A Japanese scientist first isolated the virus during the war, and a United States Army physician, Albert Sabin, made the discovery that there were distinct virus types. (Dr. Sabin went on to help develop the polio vaccine.)
“Dengue is very unique,” said Dr. Harold S. Margolis, formerly of the Centers for Disease Control and Prevention and now director of the Pediatric Dengue Vaccine Initiative, a nonprofit organization based in South Korea. “I’ve done a lot of infectious-disease work over the years, and dengue is probably one of the most complicated.”
The development of a vaccine is especially difficult because it will need to counter all four types of virus.
“If dengue was a single virus we would have had a vaccine already, for sure,” said Dr. Jean Lang, director of research and development at Sanofi’s emerging vaccine program.
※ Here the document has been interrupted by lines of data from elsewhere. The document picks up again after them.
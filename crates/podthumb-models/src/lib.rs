//! Shared data models for the podthumb pipeline.
//!
//! This crate provides Serde-serializable types for:
//! - Speaker manifests produced by identification
//! - Normalized bounding boxes reported by the video model
//! - Pipeline stages and run summaries

pub mod manifest;
pub mod rect;
pub mod run;
pub mod stage;

// Re-export common types
pub use manifest::{FrameCandidate, Speaker, SpeakerManifest, SpeakerRole};
pub use rect::NormalizedBox;
pub use run::{RunId, RunOutcome, RunSummary, SpeakerOmission};
pub use stage::Stage;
Sanofi’s dengue vaccine, which will undergo trials in 4,000 children in Thailand in a few months, is one of the first vaccines to be produced using genetic engineering.
The Army’s vaccine, which is at a similar stage of development and has been tested on volunteers in the United States, Puerto Rico and Thailand, was produced using live attenuated viruses, a more traditional technique. The two or three doses, spaced months apart, are administered by injection.
Experts say the wide array of researchers involved — some with profit motives and others without — increases the chances of success and could help make the vaccine affordable to people in developing countries.
“We have always tried to broaden the R.&D. base,” said Joachim Hombach, who coordinates vaccine research at the World Health Organization in Geneva. “At the end of the day, what drives down the price of the product is competition.”